Blas Nuñez-Neto (yes that’s a name), a former DHS official under Biden, just admitted what’s been obvious for years: America’s immigration system is a Frankenstein patchwork that incentivizes gaming the asylum process, fuels a shadow labor market, and serves up endless political cannon fodder for both parties.
Who’s Saying What?
- The left frames it as a moral imperative: anyone fleeing “danger” deserves to come in.
- The right calls it an invasion: shut it all down, deport first, ask questions never.
- Meanwhile, businesses quietly prefer the status quo — because cheap, vulnerable workers keep costs down.
Narrative Reversal
Here’s the kicker: under Biden, the U.S. deported more people than any year since 2010. Illegal crossings actually dropped below Trump-era levels by 2025. But did that stop the border from dominating headlines? Nope. Because chaos is good politics — especially when it scares voters or riles up donors.
Why It Matters
The system is rigged — just not the way cable news says. Congress hasn’t seriously updated immigration laws in decades. Visa caps are frozen in the 90s. This means:
- Legal workers can’t get in fast enough.
- Economic migrants pivot to asylum claims, stretching a process that takes years.

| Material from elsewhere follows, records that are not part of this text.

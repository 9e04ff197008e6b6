//! OpenAI-compatible chat completions provider
//!
//! Works against the OpenAI API and any server exposing the same
//! `/chat/completions` endpoint (vLLM, llama.cpp, LM Studio, Azure).
//!
//! ```no_run
//! use council_llm::providers::{OpenAIConfig, OpenAIProvider};
//!
//! # fn main() -> Result<(), Box<dyn std::error::Error>> {
//! let config = OpenAIConfig::new("not-needed").with_api_base("http://localhost:1234/v1");
//! let provider = OpenAIProvider::with_config(config)?;
//! # Ok(())
//! # }
//! ```

use crate::{
    CompletionRequest, CompletionResponse, LLMError, LLMProvider, Message, Result,
    StopReason, TokenUsage,
};
use async_trait::async_trait;
use reqwest::Client;
use serde::{Deserialize, Serialize};
use std::time::Duration;
use tracing::{debug, instrument};

const DEFAULT_OPENAI_API_BASE: &str = "https://api.openai.com/v1";
const DEFAULT_TIMEOUT_SECS: u64 = 120;

/// Configuration for the OpenAI provider
#[derive(Debug, Clone)]
pub struct OpenAIConfig {
    /// API key sent as a bearer token
    pub api_key: String,

    /// Base URL, without the `/chat/completions` suffix
    pub api_base: String,

    /// HTTP timeout in seconds
    pub timeout_secs: u64,
}

impl OpenAIConfig {
    /// Config with the given key and default endpoint
    pub fn new(api_key: impl Into<String>) -> Self {
        Self {
            api_key: api_key.into(),
            api_base: DEFAULT_OPENAI_API_BASE.to_string(),
            timeout_secs: DEFAULT_TIMEOUT_SECS,
        }
    }

    /// Read `OPENAI_API_KEY` and, if set, `OPENAI_API_BASE`
    pub fn from_env() -> Result<Self> {
        let api_key = std::env::var("OPENAI_API_KEY").map_err(|_| {
            LLMError::ConfigurationError("OPENAI_API_KEY environment variable not set".to_string())
        })?;

        let api_base = std::env::var("OPENAI_API_BASE")
            .unwrap_or_else(|_| DEFAULT_OPENAI_API_BASE.to_string());

        Ok(Self {
            api_key,
            api_base,
            timeout_secs: DEFAULT_TIMEOUT_SECS,
        })
    }

    /// Set a custom API base URL
    pub fn with_api_base(mut self, api_base: impl Into<String>) -> Self {
        self.api_base = api_base.into();
        self
    }

    /// Set the HTTP timeout in seconds
    pub fn with_timeout(mut self, timeout_secs: u64) -> Self {
        self.timeout_secs = timeout_secs;
        self
    }

    fn endpoint(&self) -> String {
        format!("{}/chat/completions", self.api_base.trim_end_matches('/'))
    }
}

/// OpenAI chat completions provider
pub struct OpenAIProvider {
    client: Client,
    config: OpenAIConfig,
}

impl OpenAIProvider {
    /// Create a provider with custom configuration
    pub fn with_config(config: OpenAIConfig) -> Result<Self> {
        let client = Client::builder()
            .timeout(Duration::from_secs(config.timeout_secs))
            .build()?;

        Ok(Self { client, config })
    }

    /// Create a provider with an API key and default settings
    pub fn new(api_key: impl Into<String>) -> Result<Self> {
        Self::with_config(OpenAIConfig::new(api_key))
    }

    /// Create a provider from environment variables
    pub fn from_env() -> Result<Self> {
        Self::with_config(OpenAIConfig::from_env()?)
    }

    /// Current configuration
    pub fn config(&self) -> &OpenAIConfig {
        &self.config
    }
}

#[async_trait]
impl LLMProvider for OpenAIProvider {
    #[instrument(skip(self, request), fields(model = %request.model, api_base = %self.config.api_base))]
    async fn complete(&self, request: CompletionRequest) -> Result<CompletionResponse> {
        debug!("Sending request to {}", self.config.endpoint());

        let openai_request = OpenAIRequest {
            model: request.model.clone(),
            messages: build_openai_messages(request.system, request.messages),
            max_tokens: request.max_tokens,
            temperature: request.temperature,
            response_format: request.json_output.then(ResponseFormat::json_object),
        };

        let response = self
            .client
            .post(self.config.endpoint())
            .header("Authorization", format!("Bearer {}", self.config.api_key))
            .header("Content-Type", "application/json")
            .json(&openai_request)
            .send()
            .await?;

        if !response.status().is_success() {
            let status = response.status();
            let error_text = response.text().await?;

            return Err(match status.as_u16() {
                401 => LLMError::AuthenticationFailed,
                429 => LLMError::RateLimitExceeded(error_text),
                400 => LLMError::InvalidRequest(error_text),
                404 => LLMError::ModelNotFound(request.model),
                _ => LLMError::RequestFailed(format!("HTTP {status}: {error_text}")),
            });
        }

        let openai_response: OpenAIResponse = response
            .json()
            .await
            .map_err(|e| LLMError::UnexpectedResponse(format!("Failed to parse response: {e}")))?;

        let choice = openai_response
            .choices
            .into_iter()
            .next()
            .ok_or_else(|| LLMError::UnexpectedResponse("No choices in response".to_string()))?;

        let usage = openai_response.usage.unwrap_or_default();
        debug!(
            "Received response - finish_reason: {}, tokens: {}/{}",
            choice.finish_reason.as_deref().unwrap_or("none"),
            usage.prompt_tokens,
            usage.completion_tokens
        );

        Ok(CompletionResponse {
            message: Message::assistant(choice.message.content.unwrap_or_default()),
            stop_reason: map_stop_reason(choice.finish_reason.as_deref()),
            usage: TokenUsage {
                input_tokens: usage.prompt_tokens,
                output_tokens: usage.completion_tokens,
            },
        })
    }

    fn name(&self) -> &'static str {
        "openai"
    }
}

#[derive(Debug, Serialize)]
struct OpenAIRequest {
    model: String,
    messages: Vec<OpenAIMessage>,
    max_tokens: usize,
    #[serde(skip_serializing_if = "Option::is_none")]
    temperature: Option<f32>,
    #[serde(skip_serializing_if = "Option::is_none")]
    response_format: Option<ResponseFormat>,
}

#[derive(Debug, Serialize, PartialEq)]
struct OpenAIMessage {
    role: &'static str,
    content: String,
}

#[derive(Debug, Serialize)]
struct ResponseFormat {
    #[serde(rename = "type")]
    format_type: &'static str,
}

impl ResponseFormat {
    fn json_object() -> Self {
        Self {
            format_type: "json_object",
        }
    }
}

#[derive(Debug, Deserialize)]
struct OpenAIResponse {
    choices: Vec<OpenAIChoice>,
    #[serde(default)]
    usage: Option<OpenAIUsage>,
}

#[derive(Debug, Deserialize)]
struct OpenAIChoice {
    message: OpenAIResponseMessage,
    #[serde(default)]
    finish_reason: Option<String>,
}

#[derive(Debug, Deserialize)]
struct OpenAIResponseMessage {
    #[serde(default)]
    content: Option<String>,
}

#[derive(Debug, Default, Deserialize)]
struct OpenAIUsage {
    #[serde(default)]
    prompt_tokens: usize,
    #[serde(default)]
    completion_tokens: usize,
}

/// System prompt first, then the conversation
fn build_openai_messages(system: Option<String>, messages: Vec<Message>) -> Vec<OpenAIMessage> {
    system
        .map(Message::system)
        .into_iter()
        .chain(messages)
        .map(|message| OpenAIMessage {
            role: message.role.as_str(),
            content: message.content,
        })
        .collect()
}

fn map_stop_reason(reason: Option<&str>) -> StopReason {
    match reason {
        Some("length") => StopReason::MaxTokens,
        Some("content_filter") => {
            debug!("Content filtered by provider safety systems");
            StopReason::ContentFilter
        }
        Some("stop") | None => StopReason::EndTurn,
        Some(other) => {
            debug!("Unknown finish reason: {other}");
            StopReason::EndTurn
        }
    }
}

#[cfg(test)]
mod tests {
    use super::*;
    use serde_json::json;

    #[test]
    fn test_provider_creation() {
        let provider = OpenAIProvider::new("test-key").unwrap();
        assert_eq!(provider.name(), "openai");
        assert_eq!(provider.config().api_base, "https://api.openai.com/v1");
    }

    #[test]
    fn test_endpoint_tolerates_trailing_slash() {
        let config = OpenAIConfig::new("k")
            .with_api_base("http://localhost:1234/v1/")
            .with_timeout(30);
        assert_eq!(config.endpoint(), "http://localhost:1234/v1/chat/completions");
        assert_eq!(config.timeout_secs, 30);
    }

    #[test]
    fn test_config_from_env() {
        unsafe {
            std::env::remove_var("OPENAI_API_KEY");
        }
        assert!(matches!(
            OpenAIConfig::from_env(),
            Err(LLMError::ConfigurationError(_))
        ));

        unsafe {
            std::env::set_var("OPENAI_API_KEY", "test-key-from-env");
            std::env::set_var("OPENAI_API_BASE", "https://custom.openai.com/v1");
        }
        let config = OpenAIConfig::from_env().unwrap();
        assert_eq!(config.api_key, "test-key-from-env");
        assert_eq!(config.api_base, "https://custom.openai.com/v1");

        unsafe {
            std::env::remove_var("OPENAI_API_KEY");
            std::env::remove_var("OPENAI_API_BASE");
        }
    }

    #[test]
    fn test_system_prompt_leads_messages() {
        let messages = build_openai_messages(
            Some("You are a news analyst".to_string()),
            vec![Message::user("AAPL?"), Message::assistant("{}")],
        );

        let roles: Vec<&str> = messages.iter().map(|m| m.role).collect();
        assert_eq!(roles, ["system", "user", "assistant"]);
        assert_eq!(messages[0].content, "You are a news analyst");
    }

    #[test]
    fn test_request_serialization() {
        let request = OpenAIRequest {
            model: "gpt-4o-mini".to_string(),
            messages: build_openai_messages(None, vec![Message::user("hi")]),
            max_tokens: 800,
            temperature: None,
            response_format: Some(ResponseFormat::json_object()),
        };

        assert_eq!(
            serde_json::to_value(&request).unwrap(),
            json!({
                "model": "gpt-4o-mini",
                "messages": [{"role": "user", "content": "hi"}],
                "max_tokens": 800,
                "response_format": {"type": "json_object"}
            })
        );
    }

    #[test]
    fn test_response_parsing() {
        let body = json!({
            "choices": [{
                "message": {"role": "assistant", "content": "{\"action\": \"BUY\"}"},
                "finish_reason": "stop"
            }],
            "usage": {"prompt_tokens": 120, "completion_tokens": 30}
        });

        let response: OpenAIResponse = serde_json::from_value(body).unwrap();
        let usage = response.usage.unwrap();
        assert_eq!(usage.prompt_tokens + usage.completion_tokens, 150);
        assert_eq!(
            response.choices[0].message.content.as_deref(),
            Some("{\"action\": \"BUY\"}")
        );
    }

    #[test]
    fn test_stop_reason_mapping() {
        assert_eq!(map_stop_reason(Some("stop")), StopReason::EndTurn);
        assert_eq!(map_stop_reason(Some("length")), StopReason::MaxTokens);
        assert_eq!(map_stop_reason(Some("content_filter")), StopReason::ContentFilter);
        assert_eq!(map_stop_reason(Some("tool_calls")), StopReason::EndTurn);
        assert_eq!(map_stop_reason(None), StopReason::EndTurn);
    }
}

- Once they’re in, they’re eligible to work after six months — feeding industries that rely on under-the-table exploitation.
Deeper Dive
Nuñez-Neto admits it flat out:
- Asylum screenings at the border use a very easy standard — over 80% passed before COVID.
- Immigration courts then use a very strict standard, rejecting ~75% of claims.
- But by then, folks have lived here for years. Try ripping families out of communities and see how fast the outrage machine spins up.
Both parties use executive orders to patch the leaks — then courts tie their hands. Trump fans cheered judges who blocked Biden’s orders; Biden supporters clapped when courts blocked Trump. It’s all a circus.
What Happens Next?
The last bipartisan fix — a modest bill to speed up asylum cases, add judges, and temporarily close the border during surges — died because Trump didn’t want Biden to have a “win” in an election year. Now we’re back at square one.
Expect more of the same:
- Rhetoric of “open borders” vs. “mass raids.”
- Courts ping-ponging executive power.
- A shadow economy that exploits the undocumented while legal hopefuls wait decades.
Mic Drop
They don’t actually want to fix the system.
It’s too useful — as a political football, as cheap labor, as a pretext for ever more government power.
It’s not a conspiracy. It’s a business model.